NHK「現代の音楽」アーカイブシリーズ/諸井誠
いち早く十二音技法などを取り入れ、新進気鋭の作曲家として名を知られるようになっていた若き日の諸井誠。
1959年の作品、室内カンタータ第1番『三眼の夜』は、石原達二の詩に付曲したもので、オンド・マルトノとハープシコード、チェレスタ、そしてパーカッションのつくりだす響きは透明かつユニークな色彩にあふれており、表現の振幅も大きなものとなっています。
ピアノ協奏曲はまるでプロコフィエフのように始まり、打楽器とピアノの掛け合いも面白いことこの上なし。第2楽章の、すすり泣くヴァイオリンに絡むピアノの周りを飛びまわるフルートも魅力的です。
【収録情報】
諸井誠:
・第1室内カンタータ(1959) 放送初演
本荘玲子(オンド・マルトノ)
竹前聡子(ハープシコード、チェレスタ)
小林美隆、有賀誠門、塚田靖(パーカッション)
水島弘(語り手)
東京混声合唱団
岩城宏之(指揮)
放送時期:1959年4月26日
・対話五題(1964) 初演
酒井竹保(尺八)
酒井松道(尺八)
録音時期:1967年2月10日
録音場所:東京ドイツ文化研究所ホール
第1回日独現代音楽祭より
・ピアノのための『以呂波譬喩八題』(1967)
山根弥生子(ピアノ)
放送時期:1968年11月10日
・レ・ファルス(1970)
黒沼ユリ子(ヴァイオリン)
録音時期:1971年2月5日
録音場所:東京文化会館
現代の音楽展'71 現音創立40周年記念演奏会より
・ピアノ協奏曲第1番(1966)
小林仁(ピアノ)
NHK交響楽団
森正(指揮)
録音時期:1967年11月29日
録音場所:東京文化会館
NHK交響楽団臨時演奏会「現代日本の作品の夕べ」より
・諸井誠、矢代秋雄、森正による鼎談
仕様:HQCD (Hi Quality CD)
解説:諸井誠(楽曲解説)、諸石幸生(演奏論等)
【NHK「現代の音楽」アーカイブシリーズ】
NHKの協力のもと、戦後の日本現代音楽の時代の空気が当時の演奏で甦る!
「NHK「現代の音楽」アーカイブシリーズ」は、戦後の日本音楽シーンを代表する邦人作曲家に焦点をあてたCDシリーズです。収録音源は全て、NHKラジオ番組「現代の音楽」で過去放送された番組のマスターテープから編集・リマスタリングを行い、マスターの再現性においてきわめて評価の高いHQCD(Hi Quality CD)でリリースします。NHKの協力の元、希少価値の極めて高い録音のアーカイブ化を実現しました。代表作の初演や未発売作品のライヴ録音を中心に収録。日本人の創りだした音楽が、作曲当時の時代の空気とともに今ここに甦ります。

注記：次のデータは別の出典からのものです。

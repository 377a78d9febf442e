use crate::Database;
use crate::models::{DepositRow, TransactionRow, UserRow, fmt_ts};
use anyhow::Result;
use funds_types::models::{Deposit, Role, Transaction, User};
use rusqlite::{Connection, Row};

const USER_COLUMNS: &str = "id, username, email, password, role, created_at, is_active";

pub(crate) const DEPOSIT_COLUMNS: &str = "id, user_id, amount, proof_url, status, submitted_at, \
     approved_at, approved_by, maturity_date, interest_rate, current_balance";

const TRANSACTION_COLUMNS: &str =
    "id, user_id, deposit_id, kind, amount, balance_after, timestamp, description";

impl Database {
    // -- Users --

    pub fn create_user(&self, user: &User, password_hash: &str) -> Result<()> {
        self.with_conn(|conn| {
            conn.execute(
                "INSERT INTO users (id, username, email, password, role, created_at, is_active)
                 VALUES (?1, ?2, ?3, ?4, ?5, ?6, ?7)",
                rusqlite::params![
                    user.id.to_string(),
                    user.username,
                    user.email,
                    password_hash,
                    user.role.as_str(),
                    fmt_ts(&user.created_at),
                    user.is_active,
                ],
            )?;
            Ok(())
        })
    }

    pub fn get_user_by_username(&self, username: &str) -> Result<Option<UserRow>> {
        self.with_conn(|conn| query_user(conn, "username", username))
    }

    pub fn get_user_by_email(&self, email: &str) -> Result<Option<UserRow>> {
        self.with_conn(|conn| query_user(conn, "email", email))
    }

    pub fn get_user_by_id(&self, id: &str) -> Result<Option<UserRow>> {
        self.with_conn(|conn| query_user(conn, "id", id))
    }

    pub fn list_users(&self, role: Role) -> Result<Vec<User>> {
        self.with_conn(|conn| {
            let mut stmt = conn.prepare(&format!(
                "SELECT {} FROM users WHERE role = ?1 ORDER BY created_at",
                USER_COLUMNS
            ))?;

            let rows = stmt
                .query_map([role.as_str()], user_row)?
                .collect::<std::result::Result<Vec<_>, _>>()?;

            rows.into_iter().map(User::try_from).collect()
        })
    }
}

// -- Row mapping --

fn query_user(conn: &Connection, column: &str, value: &str) -> Result<Option<UserRow>> {
    let mut stmt = conn.prepare(&format!(
        "SELECT {} FROM users WHERE {} = ?1",
        USER_COLUMNS, column
    ))?;

    let row = stmt.query_row([value], user_row).optional()?;
    Ok(row)
}

fn user_row(row: &Row<'_>) -> rusqlite::Result<UserRow> {
    Ok(UserRow {
        id: row.get(0)?,
        username: row.get(1)?,
        email: row.get(2)?,
        password: row.get(3)?,
        role: row.get(4)?,
        created_at: row.get(5)?,
        is_active: row.get(6)?,
    })
}

fn deposit_row(row: &Row<'_>) -> rusqlite::Result<DepositRow> {
    Ok(DepositRow {
        id: row.get(0)?,
        user_id: row.get(1)?,
        amount: row.get(2)?,
        proof_url: row.get(3)?,
        status: row.get(4)?,
        submitted_at: row.get(5)?,
        approved_at: row.get(6)?,
        approved_by: row.get(7)?,
        maturity_date: row.get(8)?,
        interest_rate: row.get(9)?,
        current_balance: row.get(10)?,
    })
}

fn transaction_row(row: &Row<'_>) -> rusqlite::Result<TransactionRow> {
    Ok(TransactionRow {
        id: row.get(0)?,
        user_id: row.get(1)?,
        deposit_id: row.get(2)?,
        kind: row.get(3)?,
        amount: row.get(4)?,
        balance_after: row.get(5)?,
        timestamp: row.get(6)?,
        description: row.get(7)?,
    })
}

// -- Deposits --

/// Fetch at most one deposit matching `clause` (a WHERE fragment using ?1).
pub(crate) fn query_deposit(
    conn: &Connection,
    clause: &str,
    param: &str,
) -> Result<Option<Deposit>> {
    let mut stmt = conn.prepare(&format!(
        "SELECT {} FROM deposits WHERE {}",
        DEPOSIT_COLUMNS, clause
    ))?;

    stmt.query_row([param], deposit_row)
        .optional()?
        .map(Deposit::try_from)
        .transpose()
}

pub(crate) fn query_deposits(conn: &Connection, status: Option<&str>) -> Result<Vec<Deposit>> {
    let mut stmt = conn.prepare(&format!(
        "SELECT {} FROM deposits
         WHERE ?1 IS NULL OR status = ?1
         ORDER BY submitted_at DESC",
        DEPOSIT_COLUMNS
    ))?;

    let rows = stmt
        .query_map([status], deposit_row)?
        .collect::<std::result::Result<Vec<_>, _>>()?;

    rows.into_iter().map(Deposit::try_from).collect()
}

// -- Ledger --

pub(crate) fn insert_transaction(conn: &Connection, tx: &Transaction) -> Result<()> {
    conn.execute(
        &format!(
            "INSERT INTO transactions ({}) VALUES (?1, ?2, ?3, ?4, ?5, ?6, ?7, ?8)",
            TRANSACTION_COLUMNS
        ),
        rusqlite::params![
            tx.id.to_string(),
            tx.user_id.to_string(),
            tx.deposit_id.map(|id| id.to_string()),
            tx.kind.as_str(),
            tx.amount.to_string(),
            tx.balance_after.to_string(),
            fmt_ts(&tx.timestamp),
            tx.description,
        ],
    )?;
    Ok(())
}

pub(crate) fn query_transactions(conn: &Connection, user_id: &str) -> Result<Vec<Transaction>> {
    let mut stmt = conn.prepare(&format!(
        "SELECT {} FROM transactions
         WHERE user_id = ?1
         ORDER BY timestamp DESC, rowid DESC",
        TRANSACTION_COLUMNS
    ))?;

    let rows = stmt
        .query_map([user_id], transaction_row)?
        .collect::<std::result::Result<Vec<_>, _>>()?;

    rows.into_iter().map(Transaction::try_from).collect()
}

/// Extension trait for optional query results
pub(crate) trait OptionalExt<T> {
    fn optional(self) -> Result<Option<T>>;
}

impl<T> OptionalExt<T> for std::result::Result<T, rusqlite::Error> {
    fn optional(self) -> Result<Option<T>> {
        match self {
            Ok(val) => Ok(Some(val)),
            Err(rusqlite::Error::QueryReturnedNoRows) => Ok(None),
            Err(e) => Err(e.into()),
        }
    }
}
pub mod migrations;
pub mod models;
pub mod queries;
mod store;

use anyhow::Result;
use rusqlite::Connection;
use std::path::Path;
use std::sync::Mutex;
use tracing::info;

pub struct Database {
    conn: Mutex<Connection>,
}

impl Database {
    pub fn open(path: &Path) -> Result<Self> {
        let conn = Connection::open(path)?;

        // WAL mode for concurrent reads
        conn.pragma_update(None, "journal_mode", "WAL")?;
        conn.pragma_update(None, "foreign_keys", "ON")?;

        migrations::run(&conn)?;

        info!("Database opened at {}", path.display());
        Ok(Self {
            conn: Mutex::new(conn),
        })
    }

    pub fn with_conn<F, T>(&self, f: F) -> Result<T>
    where
        F: FnOnce(&Connection) -> Result<T>,
    {
        let conn = self.conn.lock().map_err(|e| anyhow::anyhow!("DB lock poisoned: {}", e))?;
        f(&conn)
    }

    /// Like `with_conn`, but hands out the connection mutably so callers can
    /// open a transaction.
    pub fn with_conn_mut<F, T>(&self, f: F) -> Result<T>
    where
        F: FnOnce(&mut Connection) -> Result<T>,
    {
        let mut conn = self.conn.lock().map_err(|e| anyhow::anyhow!("DB lock poisoned: {}", e))?;
        f(&mut conn)
    }
}

impl Drop for Database {
    fn drop(&mut self) {
        info!("Database closed");
    }
}
/// End-to-end route tests: the real router over SQLite, with a fixed clock
/// so maturity can be reached without waiting.
use std::path::PathBuf;
use std::sync::Arc;

use axum::{
    Router,
    body::Body,
    http::{Method, Request, StatusCode, header},
};
use chrono::{DateTime, Duration, Utc};
use http_body_util::BodyExt;
use rust_decimal::Decimal;
use rust_decimal_macros::dec;
use serde_json::{Value, json};
use tower::ServiceExt;
use uuid::Uuid;

use funds_api::{AppStateInner, auth, router};
use funds_core::{FixedClock, FundsService};
use funds_db::Database;

struct Harness {
    app: Router,
    clock: Arc<FixedClock>,
    path: PathBuf,
}

impl Drop for Harness {
    fn drop(&mut self) {
        for suffix in ["", "-wal", "-shm"] {
            let _ = std::fs::remove_file(format!("{}{}", self.path.display(), suffix));
        }
    }
}

fn harness() -> Harness {
    let path = std::env::temp_dir().join(format!("funds_api_test_{}.db", Uuid::new_v4()));
    let db = Arc::new(Database::open(&path).unwrap());
    auth::ensure_default_admin(&db, "admin", "admin123", "admin@example.com").unwrap();

    let start: DateTime<Utc> = DateTime::parse_from_rfc3339("2025-03-01T09:00:00Z")
        .unwrap()
        .with_timezone(&Utc);
    let clock = Arc::new(FixedClock::new(start));
    let funds = FundsService::new(db.clone(), clock.clone());

    let state = Arc::new(AppStateInner {
        db,
        funds,
        jwt_secret: "test-secret".into(),
        token_ttl: Duration::minutes(30),
    });

    Harness {
        app: router(state),
        clock,
        path,
    }
}

async fn send(
    app: &Router,
    method: Method,
    uri: &str,
    token: Option<&str>,
    body: Option<Value>,
) -> (StatusCode, Value) {
    let mut builder = Request::builder().method(method).uri(uri);
    if let Some(token) = token {
        builder = builder.header(header::AUTHORIZATION, format!("Bearer {}", token));
    }
    let request = match body {
        Some(body) => builder
            .header(header::CONTENT_TYPE, "application/json")
            .body(Body::from(body.to_string()))
            .unwrap(),
        None => builder.body(Body::empty()).unwrap(),
    };

    let response = app.clone().oneshot(request).await.unwrap();
    let status = response.status();
    let bytes = response.into_body().collect().await.unwrap().to_bytes();
    let value = if bytes.is_empty() {
        Value::Null
    } else {
        serde_json::from_slice(&bytes).unwrap()
    };
    (status, value)
}

async fn login(app: &Router, username: &str, password: &str) -> String {
    let (status, body) = send(
        app,
        Method::POST,
        "/auth/login",
        None,
        Some(json!({ "username": username, "password": password })),
    )
    .await;
    assert_eq!(status, StatusCode::OK, "login failed: {}", body);
    assert_eq!(body["token_type"], "bearer");
    body["access_token"].as_str().unwrap().to_string()
}

async fn create_user(app: &Router, admin: &str, username: &str) -> (StatusCode, Value) {
    send(
        app,
        Method::POST,
        "/admin/users",
        Some(admin),
        Some(json!({
            "username": username,
            "email": format!("{}@example.com", username),
            "password": "password1",
        })),
    )
    .await
}

fn amount(value: &Value) -> Decimal {
    match value {
        Value::String(s) => s.parse().unwrap(),
        Value::Number(n) => n.to_string().parse().unwrap(),
        other => panic!("not an amount: {}", other),
    }
}

#[tokio::test]
async fn health_and_root_are_public() {
    let h = harness();
    let (status, body) = send(&h.app, Method::GET, "/health", None, None).await;
    assert_eq!(status, StatusCode::OK);
    assert_eq!(body["status"], "healthy");

    let (status, body) = send(&h.app, Method::GET, "/", None, None).await;
    assert_eq!(status, StatusCode::OK);
    assert_eq!(body["message"], "Personal Funds Management API");
}

#[tokio::test]
async fn login_rejects_bad_credentials() {
    let h = harness();
    let wrong = json!({ "username": "admin", "password": "nope" });
    let (status, _) = send(&h.app, Method::POST, "/auth/login", None, Some(wrong)).await;
    assert_eq!(status, StatusCode::UNAUTHORIZED);

    let unknown = json!({ "username": "ghost", "password": "admin123" });
    let (status, _) = send(&h.app, Method::POST, "/auth/login", None, Some(unknown)).await;
    assert_eq!(status, StatusCode::UNAUTHORIZED);
}

#[tokio::test]
async fn routes_require_a_valid_token() {
    let h = harness();
    let (status, _) = send(&h.app, Method::GET, "/user/balance", None, None).await;
    assert_eq!(status, StatusCode::UNAUTHORIZED);

    let (status, _) = send(&h.app, Method::GET, "/user/balance", Some("garbage"), None).await;
    assert_eq!(status, StatusCode::UNAUTHORIZED);

    let (status, _) = send(&h.app, Method::GET, "/admin/users", None, None).await;
    assert_eq!(status, StatusCode::UNAUTHORIZED);
}

#[tokio::test]
async fn admin_routes_need_admin_role() {
    let h = harness();
    let admin = login(&h.app, "admin", "admin123").await;

    let (status, user) = create_user(&h.app, &admin, "alice").await;
    assert_eq!(status, StatusCode::CREATED);
    assert_eq!(user["role"], "user");
    assert_eq!(user["is_active"], true);

    let (status, body) = create_user(&h.app, &admin, "alice").await;
    assert_eq!(status, StatusCode::CONFLICT);
    assert_eq!(body["detail"], "Username already exists");

    let alice = login(&h.app, "alice", "password1").await;
    let (status, _) = send(&h.app, Method::GET, "/admin/users", Some(&alice), None).await;
    assert_eq!(status, StatusCode::FORBIDDEN);
    let (status, _) = create_user(&h.app, &alice, "mallory").await;
    assert_eq!(status, StatusCode::FORBIDDEN);

    // Admins are not listed
    let (status, users) = send(&h.app, Method::GET, "/admin/users", Some(&admin), None).await;
    assert_eq!(status, StatusCode::OK);
    let names: Vec<_> = users.as_array().unwrap().iter().map(|u| u["username"].clone()).collect();
    assert_eq!(names, vec![json!("alice")]);

    let (status, profile) = send(&h.app, Method::GET, "/user/profile", Some(&alice), None).await;
    assert_eq!(status, StatusCode::OK);
    assert_eq!(profile["email"], "alice@example.com");
    assert!(profile.get("password").is_none());
}

#[tokio::test]
async fn create_user_validates_input() {
    let h = harness();
    let admin = login(&h.app, "admin", "admin123").await;

    let bad_email = json!({ "username": "bob", "email": "bob", "password": "password1" });
    let (status, body) =
        send(&h.app, Method::POST, "/admin/users", Some(&admin), Some(bad_email)).await;
    assert_eq!(status, StatusCode::BAD_REQUEST);
    assert_eq!(body["kind"], "invalid_argument");

    let short = json!({ "username": "bob", "email": "bob@example.com", "password": "short" });
    let (status, _) = send(&h.app, Method::POST, "/admin/users", Some(&admin), Some(short)).await;
    assert_eq!(status, StatusCode::BAD_REQUEST);

    let taken = json!({
        "username": "bobby",
        "email": "admin@example.com",
        "password": "password1",
    });
    let (status, body) =
        send(&h.app, Method::POST, "/admin/users", Some(&admin), Some(taken)).await;
    assert_eq!(status, StatusCode::CONFLICT);
    assert_eq!(body["detail"], "Email already exists");
}

#[tokio::test]
async fn deposit_lifecycle_over_http() {
    let h = harness();
    let admin = login(&h.app, "admin", "admin123").await;
    create_user(&h.app, &admin, "alice").await;
    let alice = login(&h.app, "alice", "password1").await;

    // Nothing yet
    let (status, current) =
        send(&h.app, Method::GET, "/user/deposit/current", Some(&alice), None).await;
    assert_eq!(status, StatusCode::OK);
    assert!(current.is_null());

    let submit = json!({ "amount": 1000, "proof_url": "https://proofs.example.com/1.png" });
    let (status, deposit) =
        send(&h.app, Method::POST, "/user/deposit", Some(&alice), Some(submit.clone())).await;
    assert_eq!(status, StatusCode::CREATED);
    assert_eq!(deposit["status"], "pending");
    assert_eq!(deposit["is_mature"], false);
    let deposit_id = deposit["id"].as_str().unwrap().to_string();

    let (status, body) =
        send(&h.app, Method::POST, "/user/deposit", Some(&alice), Some(submit)).await;
    assert_eq!(status, StatusCode::CONFLICT);
    assert_eq!(body["kind"], "conflict");

    let (_, pending) =
        send(&h.app, Method::GET, "/admin/deposits/pending", Some(&admin), None).await;
    assert_eq!(pending.as_array().unwrap().len(), 1);

    let approve = format!("/admin/deposits/{}/approve", deposit_id);
    let (status, body) = send(&h.app, Method::POST, &approve, Some(&admin), None).await;
    assert_eq!(status, StatusCode::OK);
    assert_eq!(body["message"], "Deposit approved successfully");
    assert!(body["maturity_date"].as_str().unwrap().starts_with("2025-05-30"));

    let (status, body) = send(&h.app, Method::POST, &approve, Some(&admin), None).await;
    assert_eq!(status, StatusCode::BAD_REQUEST);
    assert_eq!(body["kind"], "invalid_state");

    // Too early
    let full = json!({ "withdraw_type": "full" });
    let (status, body) =
        send(&h.app, Method::POST, "/user/withdraw", Some(&alice), Some(full.clone())).await;
    assert_eq!(status, StatusCode::BAD_REQUEST);
    assert_eq!(body["kind"], "not_mature");
    assert_eq!(body["days_left"], 90);

    h.clock.advance(Duration::days(90));

    let (_, balance) = send(&h.app, Method::GET, "/user/balance", Some(&alice), None).await;
    assert_eq!(amount(&balance["principal"]), dec!(1000));
    assert_eq!(amount(&balance["accrued_interest"]), dec!(120.00));
    assert_eq!(amount(&balance["total_balance"]), dec!(1120.00));
    assert_eq!(balance["has_active_deposit"], true);

    let bogus = json!({ "withdraw_type": "everything" });
    let (status, body) =
        send(&h.app, Method::POST, "/user/withdraw", Some(&alice), Some(bogus)).await;
    assert_eq!(status, StatusCode::BAD_REQUEST);
    assert_eq!(body["kind"], "invalid_argument");

    let (status, body) =
        send(&h.app, Method::POST, "/user/withdraw", Some(&alice), Some(full.clone())).await;
    assert_eq!(status, StatusCode::OK);
    assert_eq!(amount(&body["amount"]), dec!(1120.00));
    assert_eq!(body["type"], "full");
    assert_eq!(body["description"], "Full withdrawal: Principal $1000.00 + Interest $120.00");

    let (status, _) = send(&h.app, Method::POST, "/user/withdraw", Some(&alice), Some(full)).await;
    assert_eq!(status, StatusCode::NOT_FOUND);

    let (_, ledger) = send(&h.app, Method::GET, "/user/transactions", Some(&alice), None).await;
    let ledger = ledger.as_array().unwrap();
    assert_eq!(ledger.len(), 2);
    assert_eq!(ledger[0]["type"], "withdrawal");
    assert_eq!(amount(&ledger[0]["balance_after"]), Decimal::ZERO);
    assert_eq!(ledger[1]["type"], "deposit");

    let (_, current) = send(&h.app, Method::GET, "/user/deposit/current", Some(&alice), None).await;
    assert!(current.is_null());

    let (_, all) = send(&h.app, Method::GET, "/admin/deposits", Some(&admin), None).await;
    assert_eq!(all[0]["status"], "withdrawn");
}

#[tokio::test]
async fn reject_frees_the_slot() {
    let h = harness();
    let admin = login(&h.app, "admin", "admin123").await;
    create_user(&h.app, &admin, "bob").await;
    let bob = login(&h.app, "bob", "password1").await;

    let submit = json!({ "amount": "250.50", "proof_url": "p" });
    let (_, deposit) =
        send(&h.app, Method::POST, "/user/deposit", Some(&bob), Some(submit.clone())).await;
    let reject = format!("/admin/deposits/{}/reject", deposit["id"].as_str().unwrap());

    let (status, body) = send(&h.app, Method::POST, &reject, Some(&admin), None).await;
    assert_eq!(status, StatusCode::OK);
    assert_eq!(body["message"], "Deposit rejected successfully");

    let (_, balance) = send(&h.app, Method::GET, "/user/balance", Some(&bob), None).await;
    assert_eq!(balance["has_active_deposit"], false);

    let (status, _) = send(&h.app, Method::POST, "/user/deposit", Some(&bob), Some(submit)).await;
    assert_eq!(status, StatusCode::CREATED);

    let missing = format!("/admin/deposits/{}/approve", Uuid::new_v4());
    let (status, body) = send(&h.app, Method::POST, &missing, Some(&admin), None).await;
    assert_eq!(status, StatusCode::NOT_FOUND);
    assert_eq!(body["kind"], "not_found");
}

#[tokio::test]
async fn out_of_range_amount_is_rejected() {
    let h = harness();
    let admin = login(&h.app, "admin", "admin123").await;
    create_user(&h.app, &admin, "carol").await;
    let carol = login(&h.app, "carol", "password1").await;

    let submit = json!({ "amount": 0, "proof_url": "p" });
    let (status, body) =
        send(&h.app, Method::POST, "/user/deposit", Some(&carol), Some(submit)).await;
    assert_eq!(status, StatusCode::BAD_REQUEST);
    assert_eq!(body["kind"], "invalid_argument");

    let submit = json!({ "amount": 1_000_000_000_001u64, "proof_url": "p" });
    let (status, body) =
        send(&h.app, Method::POST, "/user/deposit", Some(&carol), Some(submit)).await;
    assert_eq!(status, StatusCode::BAD_REQUEST);
    assert_eq!(body["kind"], "invalid_argument");
}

リリース第1期として、共にフランスで学び親交の深かった
「三善晃」、
「矢代秋雄」の2タイトルを7月に発売、第2弾は
「武満徹」、「諸井誠」の2タイトルを8月にリリース予定です。
【NHKラジオ番組「現代の音楽」について】
戦後間もない1947年のラジオ番組「日本の音楽」などを前身として、1957年より日本の現代音楽の有り様を今日まで伝えている番組。現在の放送時間は、毎週日曜18:00-18:50。柴田南雄、上浪渡、白石美雪、西村朗などが歴代の解説を務め、2009年からは猿谷紀郎が担当。邦人作曲家から海外の著名な作曲家まで、音楽祭や作曲賞本選会などのライヴ録音を中心に放送。(NAXOS JAPAN)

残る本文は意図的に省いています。